» Exercise goal
If a line in the listing below contains "connection", return that line.
>>>>
//! Pure domain logic for the Knect connection workflow.
//!
//! This crate has no I/O and no internal dependencies so it can be used
//! by the repository layer, the API server, and any future CLI tooling.

pub mod clock;
pub mod codes;
pub mod connection;
pub mod error;
pub mod privacy;
pub mod types;
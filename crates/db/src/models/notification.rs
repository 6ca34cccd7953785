//! Notification entity models.

use knect_core::types::{DbId, Timestamp};
use serde::Serialize;
use sqlx::FromRow;

/// A row from the `notifications` table.
#[derive(Debug, Clone, FromRow, Serialize)]
pub struct Notification {
    pub id: DbId,
    pub user_id: DbId,
    pub kind: String,
    pub actor_user_id: Option<DbId>,
    pub body: serde_json::Value,
    pub is_read: bool,
    pub read_at: Option<Timestamp>,
    pub created_at: Timestamp,
}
<<<<
» Reply
//! Pure domain logic for the Knect connection workflow.
pub mod connection;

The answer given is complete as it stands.